**PROVIDED RECORDS**
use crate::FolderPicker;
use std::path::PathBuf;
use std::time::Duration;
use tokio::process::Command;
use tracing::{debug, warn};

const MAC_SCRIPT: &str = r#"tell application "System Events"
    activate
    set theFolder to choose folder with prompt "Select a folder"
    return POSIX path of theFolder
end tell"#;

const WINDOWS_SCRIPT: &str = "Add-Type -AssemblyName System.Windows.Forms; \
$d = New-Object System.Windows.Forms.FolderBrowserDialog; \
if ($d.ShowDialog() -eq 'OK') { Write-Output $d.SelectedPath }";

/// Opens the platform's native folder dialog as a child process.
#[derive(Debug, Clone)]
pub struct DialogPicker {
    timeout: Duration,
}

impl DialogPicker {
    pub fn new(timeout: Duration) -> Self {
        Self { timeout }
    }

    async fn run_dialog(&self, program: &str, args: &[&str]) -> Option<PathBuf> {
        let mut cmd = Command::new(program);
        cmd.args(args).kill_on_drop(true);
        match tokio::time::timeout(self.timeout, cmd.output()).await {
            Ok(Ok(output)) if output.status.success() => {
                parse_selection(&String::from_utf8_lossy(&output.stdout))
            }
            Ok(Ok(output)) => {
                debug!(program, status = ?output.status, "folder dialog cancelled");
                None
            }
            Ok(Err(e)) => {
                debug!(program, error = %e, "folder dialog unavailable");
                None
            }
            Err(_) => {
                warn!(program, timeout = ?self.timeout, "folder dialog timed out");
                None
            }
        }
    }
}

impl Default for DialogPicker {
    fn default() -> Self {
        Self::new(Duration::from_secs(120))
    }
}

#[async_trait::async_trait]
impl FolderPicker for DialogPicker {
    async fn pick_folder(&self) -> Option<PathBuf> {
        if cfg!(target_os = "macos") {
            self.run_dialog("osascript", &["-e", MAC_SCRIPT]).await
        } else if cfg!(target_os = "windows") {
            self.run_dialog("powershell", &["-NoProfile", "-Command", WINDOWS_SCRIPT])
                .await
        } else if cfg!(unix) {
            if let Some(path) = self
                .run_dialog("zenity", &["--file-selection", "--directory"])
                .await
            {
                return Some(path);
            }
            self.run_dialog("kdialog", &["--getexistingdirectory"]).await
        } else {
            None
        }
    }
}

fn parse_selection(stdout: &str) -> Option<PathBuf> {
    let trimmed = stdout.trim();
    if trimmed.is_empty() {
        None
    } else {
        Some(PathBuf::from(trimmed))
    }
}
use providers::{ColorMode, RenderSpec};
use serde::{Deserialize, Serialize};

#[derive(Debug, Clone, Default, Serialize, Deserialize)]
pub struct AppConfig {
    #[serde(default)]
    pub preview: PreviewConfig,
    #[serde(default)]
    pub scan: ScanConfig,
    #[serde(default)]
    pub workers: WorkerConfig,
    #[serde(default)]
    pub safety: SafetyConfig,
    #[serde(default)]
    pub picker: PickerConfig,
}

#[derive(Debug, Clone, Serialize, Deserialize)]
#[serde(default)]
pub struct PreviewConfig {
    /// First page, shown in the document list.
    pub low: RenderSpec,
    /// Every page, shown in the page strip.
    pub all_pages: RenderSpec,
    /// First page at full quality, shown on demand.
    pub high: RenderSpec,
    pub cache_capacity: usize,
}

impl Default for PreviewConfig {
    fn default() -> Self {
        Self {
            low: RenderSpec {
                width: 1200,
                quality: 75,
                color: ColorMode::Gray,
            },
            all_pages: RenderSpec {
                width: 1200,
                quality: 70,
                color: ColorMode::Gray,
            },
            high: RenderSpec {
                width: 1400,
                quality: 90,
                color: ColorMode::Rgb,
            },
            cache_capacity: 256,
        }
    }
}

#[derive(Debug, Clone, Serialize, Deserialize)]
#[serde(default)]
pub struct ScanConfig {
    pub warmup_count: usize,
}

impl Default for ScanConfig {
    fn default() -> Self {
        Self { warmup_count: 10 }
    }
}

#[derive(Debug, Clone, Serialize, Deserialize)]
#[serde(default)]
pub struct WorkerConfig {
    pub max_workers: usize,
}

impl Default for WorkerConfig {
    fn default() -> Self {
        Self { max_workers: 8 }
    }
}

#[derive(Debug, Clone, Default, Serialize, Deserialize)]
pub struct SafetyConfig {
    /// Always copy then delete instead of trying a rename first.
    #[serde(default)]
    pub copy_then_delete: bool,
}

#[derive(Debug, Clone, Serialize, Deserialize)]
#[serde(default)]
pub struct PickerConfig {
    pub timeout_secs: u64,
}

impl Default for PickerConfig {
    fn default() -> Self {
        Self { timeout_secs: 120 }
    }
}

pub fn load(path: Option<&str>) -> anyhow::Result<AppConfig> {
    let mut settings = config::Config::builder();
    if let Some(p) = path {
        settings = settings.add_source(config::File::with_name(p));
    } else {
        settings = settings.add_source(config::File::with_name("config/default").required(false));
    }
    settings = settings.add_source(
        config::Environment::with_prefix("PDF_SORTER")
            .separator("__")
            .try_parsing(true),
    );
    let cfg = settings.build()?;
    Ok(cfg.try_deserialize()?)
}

...

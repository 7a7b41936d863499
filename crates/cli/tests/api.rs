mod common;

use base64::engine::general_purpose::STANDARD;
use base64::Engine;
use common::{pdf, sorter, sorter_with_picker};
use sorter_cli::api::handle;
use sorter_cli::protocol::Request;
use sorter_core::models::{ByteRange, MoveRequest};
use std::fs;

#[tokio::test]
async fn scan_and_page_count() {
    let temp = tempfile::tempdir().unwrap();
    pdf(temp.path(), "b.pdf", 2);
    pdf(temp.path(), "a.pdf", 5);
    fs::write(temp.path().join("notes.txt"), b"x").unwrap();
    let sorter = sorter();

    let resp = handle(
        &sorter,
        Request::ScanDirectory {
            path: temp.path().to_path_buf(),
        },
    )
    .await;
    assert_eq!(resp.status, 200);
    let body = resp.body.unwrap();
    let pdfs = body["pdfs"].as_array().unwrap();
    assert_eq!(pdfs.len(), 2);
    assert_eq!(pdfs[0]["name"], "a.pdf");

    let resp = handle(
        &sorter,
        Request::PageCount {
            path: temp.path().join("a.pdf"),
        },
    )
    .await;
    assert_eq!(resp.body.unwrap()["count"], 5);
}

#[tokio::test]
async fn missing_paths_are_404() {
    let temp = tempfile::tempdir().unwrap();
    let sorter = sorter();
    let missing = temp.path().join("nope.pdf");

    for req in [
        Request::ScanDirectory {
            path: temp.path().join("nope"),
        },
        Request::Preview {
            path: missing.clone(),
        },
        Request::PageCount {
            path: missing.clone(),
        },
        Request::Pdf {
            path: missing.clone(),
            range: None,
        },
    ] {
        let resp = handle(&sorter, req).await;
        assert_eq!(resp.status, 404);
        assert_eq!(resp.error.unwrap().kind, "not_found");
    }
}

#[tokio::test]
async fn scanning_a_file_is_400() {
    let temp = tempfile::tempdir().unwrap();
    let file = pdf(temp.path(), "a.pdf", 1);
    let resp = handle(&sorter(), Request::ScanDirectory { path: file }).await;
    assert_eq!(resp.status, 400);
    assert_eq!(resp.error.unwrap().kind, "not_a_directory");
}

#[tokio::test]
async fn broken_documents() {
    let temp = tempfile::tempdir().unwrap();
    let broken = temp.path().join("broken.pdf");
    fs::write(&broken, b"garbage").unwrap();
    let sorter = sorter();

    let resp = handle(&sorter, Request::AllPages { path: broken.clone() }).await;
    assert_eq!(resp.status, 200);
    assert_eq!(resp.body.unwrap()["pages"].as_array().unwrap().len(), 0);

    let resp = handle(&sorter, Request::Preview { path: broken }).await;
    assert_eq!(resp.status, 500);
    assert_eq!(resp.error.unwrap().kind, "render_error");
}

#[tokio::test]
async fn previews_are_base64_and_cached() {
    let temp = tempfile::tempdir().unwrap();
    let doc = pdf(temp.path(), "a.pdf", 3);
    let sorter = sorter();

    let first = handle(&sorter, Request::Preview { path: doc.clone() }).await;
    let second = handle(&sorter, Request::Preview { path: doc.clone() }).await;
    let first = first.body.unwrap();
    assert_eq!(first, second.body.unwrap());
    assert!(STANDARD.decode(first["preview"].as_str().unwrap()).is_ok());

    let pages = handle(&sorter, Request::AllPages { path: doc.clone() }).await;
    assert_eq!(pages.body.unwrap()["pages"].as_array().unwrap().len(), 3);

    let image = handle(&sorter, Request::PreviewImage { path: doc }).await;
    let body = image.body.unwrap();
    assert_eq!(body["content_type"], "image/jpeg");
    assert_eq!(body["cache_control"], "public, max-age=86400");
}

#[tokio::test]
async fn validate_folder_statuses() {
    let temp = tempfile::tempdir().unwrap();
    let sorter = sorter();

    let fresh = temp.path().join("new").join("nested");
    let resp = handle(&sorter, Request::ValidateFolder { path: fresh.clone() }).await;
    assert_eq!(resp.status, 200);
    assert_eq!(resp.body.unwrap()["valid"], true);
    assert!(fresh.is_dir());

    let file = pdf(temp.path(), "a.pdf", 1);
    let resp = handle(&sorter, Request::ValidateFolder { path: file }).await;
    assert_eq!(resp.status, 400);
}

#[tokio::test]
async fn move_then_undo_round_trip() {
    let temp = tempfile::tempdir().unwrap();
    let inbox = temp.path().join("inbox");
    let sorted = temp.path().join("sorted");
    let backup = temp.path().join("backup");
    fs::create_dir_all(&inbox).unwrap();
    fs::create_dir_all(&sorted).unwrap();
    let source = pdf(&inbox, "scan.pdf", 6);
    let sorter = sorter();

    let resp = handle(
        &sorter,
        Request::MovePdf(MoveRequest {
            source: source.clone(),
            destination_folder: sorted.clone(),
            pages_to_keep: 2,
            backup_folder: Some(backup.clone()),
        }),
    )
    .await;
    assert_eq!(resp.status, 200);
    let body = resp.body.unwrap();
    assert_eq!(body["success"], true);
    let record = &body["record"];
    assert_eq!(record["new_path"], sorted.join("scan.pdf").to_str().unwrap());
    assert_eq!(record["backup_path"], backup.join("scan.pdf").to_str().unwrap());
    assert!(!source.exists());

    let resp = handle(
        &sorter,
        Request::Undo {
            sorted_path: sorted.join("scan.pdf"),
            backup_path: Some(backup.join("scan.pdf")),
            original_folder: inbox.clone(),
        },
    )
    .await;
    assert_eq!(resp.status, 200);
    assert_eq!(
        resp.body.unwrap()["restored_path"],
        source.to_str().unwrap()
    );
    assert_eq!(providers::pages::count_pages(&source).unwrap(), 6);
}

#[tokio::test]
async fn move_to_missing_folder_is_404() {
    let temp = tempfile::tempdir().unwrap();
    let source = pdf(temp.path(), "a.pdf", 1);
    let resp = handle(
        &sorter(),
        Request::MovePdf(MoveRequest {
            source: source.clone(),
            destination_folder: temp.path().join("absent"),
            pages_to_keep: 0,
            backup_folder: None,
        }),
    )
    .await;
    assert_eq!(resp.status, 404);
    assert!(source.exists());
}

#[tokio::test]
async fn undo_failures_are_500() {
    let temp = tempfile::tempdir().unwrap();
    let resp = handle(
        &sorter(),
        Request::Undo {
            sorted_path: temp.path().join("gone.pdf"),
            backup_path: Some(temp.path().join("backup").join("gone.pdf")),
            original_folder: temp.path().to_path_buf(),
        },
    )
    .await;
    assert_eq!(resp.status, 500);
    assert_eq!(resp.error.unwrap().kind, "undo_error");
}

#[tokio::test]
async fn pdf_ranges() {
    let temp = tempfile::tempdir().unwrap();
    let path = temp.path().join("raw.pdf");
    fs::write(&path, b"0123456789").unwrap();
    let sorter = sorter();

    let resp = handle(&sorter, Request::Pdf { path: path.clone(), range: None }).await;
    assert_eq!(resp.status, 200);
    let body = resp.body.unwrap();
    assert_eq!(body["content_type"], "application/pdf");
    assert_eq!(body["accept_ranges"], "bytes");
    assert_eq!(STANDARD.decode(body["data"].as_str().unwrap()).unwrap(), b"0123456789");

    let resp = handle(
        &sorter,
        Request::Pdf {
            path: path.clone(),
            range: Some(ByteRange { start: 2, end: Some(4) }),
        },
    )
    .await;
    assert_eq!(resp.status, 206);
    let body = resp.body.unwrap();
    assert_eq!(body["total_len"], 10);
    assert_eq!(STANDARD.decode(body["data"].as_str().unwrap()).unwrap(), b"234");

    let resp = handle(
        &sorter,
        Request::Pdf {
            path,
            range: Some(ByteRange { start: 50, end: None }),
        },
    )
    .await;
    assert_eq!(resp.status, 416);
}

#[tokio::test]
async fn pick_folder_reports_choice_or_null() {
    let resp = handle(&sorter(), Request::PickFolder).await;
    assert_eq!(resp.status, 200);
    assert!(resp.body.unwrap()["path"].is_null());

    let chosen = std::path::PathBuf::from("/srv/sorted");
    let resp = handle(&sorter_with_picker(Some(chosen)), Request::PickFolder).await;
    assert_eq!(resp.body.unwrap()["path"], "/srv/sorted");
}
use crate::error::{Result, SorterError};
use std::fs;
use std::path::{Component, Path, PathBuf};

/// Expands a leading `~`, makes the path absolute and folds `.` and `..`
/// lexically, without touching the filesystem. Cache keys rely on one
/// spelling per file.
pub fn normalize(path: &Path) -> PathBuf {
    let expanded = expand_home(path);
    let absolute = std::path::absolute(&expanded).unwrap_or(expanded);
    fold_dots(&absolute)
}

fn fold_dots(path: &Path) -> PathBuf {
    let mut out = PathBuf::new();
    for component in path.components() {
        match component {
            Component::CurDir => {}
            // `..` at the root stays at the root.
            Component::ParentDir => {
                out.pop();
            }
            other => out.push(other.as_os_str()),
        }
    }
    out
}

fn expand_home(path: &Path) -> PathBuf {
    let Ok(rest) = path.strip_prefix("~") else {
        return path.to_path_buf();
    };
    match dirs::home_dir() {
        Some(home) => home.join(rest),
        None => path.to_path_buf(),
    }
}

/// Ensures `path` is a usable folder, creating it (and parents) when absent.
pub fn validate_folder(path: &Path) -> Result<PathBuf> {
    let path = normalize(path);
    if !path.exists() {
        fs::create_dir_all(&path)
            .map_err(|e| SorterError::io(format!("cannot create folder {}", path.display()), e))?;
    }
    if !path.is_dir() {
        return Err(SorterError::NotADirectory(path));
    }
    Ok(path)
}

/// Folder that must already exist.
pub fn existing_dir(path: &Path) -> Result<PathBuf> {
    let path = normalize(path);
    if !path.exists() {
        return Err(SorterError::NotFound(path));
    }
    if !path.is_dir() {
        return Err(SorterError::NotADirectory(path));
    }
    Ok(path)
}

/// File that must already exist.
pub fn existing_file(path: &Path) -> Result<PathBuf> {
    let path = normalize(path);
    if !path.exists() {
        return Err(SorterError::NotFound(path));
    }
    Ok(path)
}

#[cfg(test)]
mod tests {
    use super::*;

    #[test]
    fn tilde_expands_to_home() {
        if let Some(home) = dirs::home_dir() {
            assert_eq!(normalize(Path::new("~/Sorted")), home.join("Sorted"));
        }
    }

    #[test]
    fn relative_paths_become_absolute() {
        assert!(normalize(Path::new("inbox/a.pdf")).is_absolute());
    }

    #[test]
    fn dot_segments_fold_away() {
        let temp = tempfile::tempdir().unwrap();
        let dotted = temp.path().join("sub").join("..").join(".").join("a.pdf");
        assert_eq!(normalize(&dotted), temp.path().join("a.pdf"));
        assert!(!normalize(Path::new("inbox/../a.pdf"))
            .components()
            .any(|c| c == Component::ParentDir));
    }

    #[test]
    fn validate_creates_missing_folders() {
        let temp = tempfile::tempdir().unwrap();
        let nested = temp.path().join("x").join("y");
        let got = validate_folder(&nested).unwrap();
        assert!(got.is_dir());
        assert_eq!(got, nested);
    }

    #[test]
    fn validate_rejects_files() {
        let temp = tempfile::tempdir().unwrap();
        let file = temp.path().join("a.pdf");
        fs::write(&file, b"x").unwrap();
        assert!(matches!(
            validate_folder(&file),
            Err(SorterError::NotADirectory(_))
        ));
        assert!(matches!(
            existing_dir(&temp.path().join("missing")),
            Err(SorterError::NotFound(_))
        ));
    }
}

--

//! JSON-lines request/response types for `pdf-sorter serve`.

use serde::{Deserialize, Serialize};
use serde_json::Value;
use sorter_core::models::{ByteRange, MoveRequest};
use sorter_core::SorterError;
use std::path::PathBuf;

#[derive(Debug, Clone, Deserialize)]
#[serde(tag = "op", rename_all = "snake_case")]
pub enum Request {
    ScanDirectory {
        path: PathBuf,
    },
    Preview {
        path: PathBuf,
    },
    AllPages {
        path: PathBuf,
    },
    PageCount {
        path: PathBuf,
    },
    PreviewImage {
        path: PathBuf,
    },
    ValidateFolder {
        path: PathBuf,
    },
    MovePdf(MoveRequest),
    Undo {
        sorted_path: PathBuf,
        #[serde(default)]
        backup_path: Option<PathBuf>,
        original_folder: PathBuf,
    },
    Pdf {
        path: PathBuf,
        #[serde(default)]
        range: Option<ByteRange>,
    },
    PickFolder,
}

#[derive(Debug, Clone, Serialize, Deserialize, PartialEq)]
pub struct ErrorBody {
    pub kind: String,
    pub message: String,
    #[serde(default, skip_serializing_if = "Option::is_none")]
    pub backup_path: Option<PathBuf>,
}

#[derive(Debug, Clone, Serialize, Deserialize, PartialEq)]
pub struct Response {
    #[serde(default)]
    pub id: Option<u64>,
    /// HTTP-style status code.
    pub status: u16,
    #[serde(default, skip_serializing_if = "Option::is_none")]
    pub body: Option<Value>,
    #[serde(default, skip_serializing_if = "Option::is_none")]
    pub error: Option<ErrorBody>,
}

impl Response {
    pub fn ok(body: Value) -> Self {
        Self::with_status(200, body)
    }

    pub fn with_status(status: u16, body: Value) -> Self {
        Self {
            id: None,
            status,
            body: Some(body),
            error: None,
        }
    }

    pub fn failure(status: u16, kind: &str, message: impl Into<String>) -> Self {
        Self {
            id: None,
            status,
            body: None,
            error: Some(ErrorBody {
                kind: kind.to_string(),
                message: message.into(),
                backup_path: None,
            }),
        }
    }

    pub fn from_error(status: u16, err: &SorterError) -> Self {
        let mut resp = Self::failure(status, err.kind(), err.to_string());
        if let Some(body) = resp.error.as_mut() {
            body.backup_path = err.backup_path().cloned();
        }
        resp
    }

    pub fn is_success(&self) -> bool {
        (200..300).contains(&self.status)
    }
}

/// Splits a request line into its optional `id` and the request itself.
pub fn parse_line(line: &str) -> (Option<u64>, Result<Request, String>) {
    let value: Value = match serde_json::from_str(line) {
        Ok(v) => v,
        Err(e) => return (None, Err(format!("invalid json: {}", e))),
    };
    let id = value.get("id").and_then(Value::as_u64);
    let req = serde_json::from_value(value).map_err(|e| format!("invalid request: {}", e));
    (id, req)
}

**EXERCISE GOAL**
Display every line of the listing that contains the string "process".

**RESPONSE**
use tokio::process::Command;
/// Opens the platform's native folder dialog as a child process.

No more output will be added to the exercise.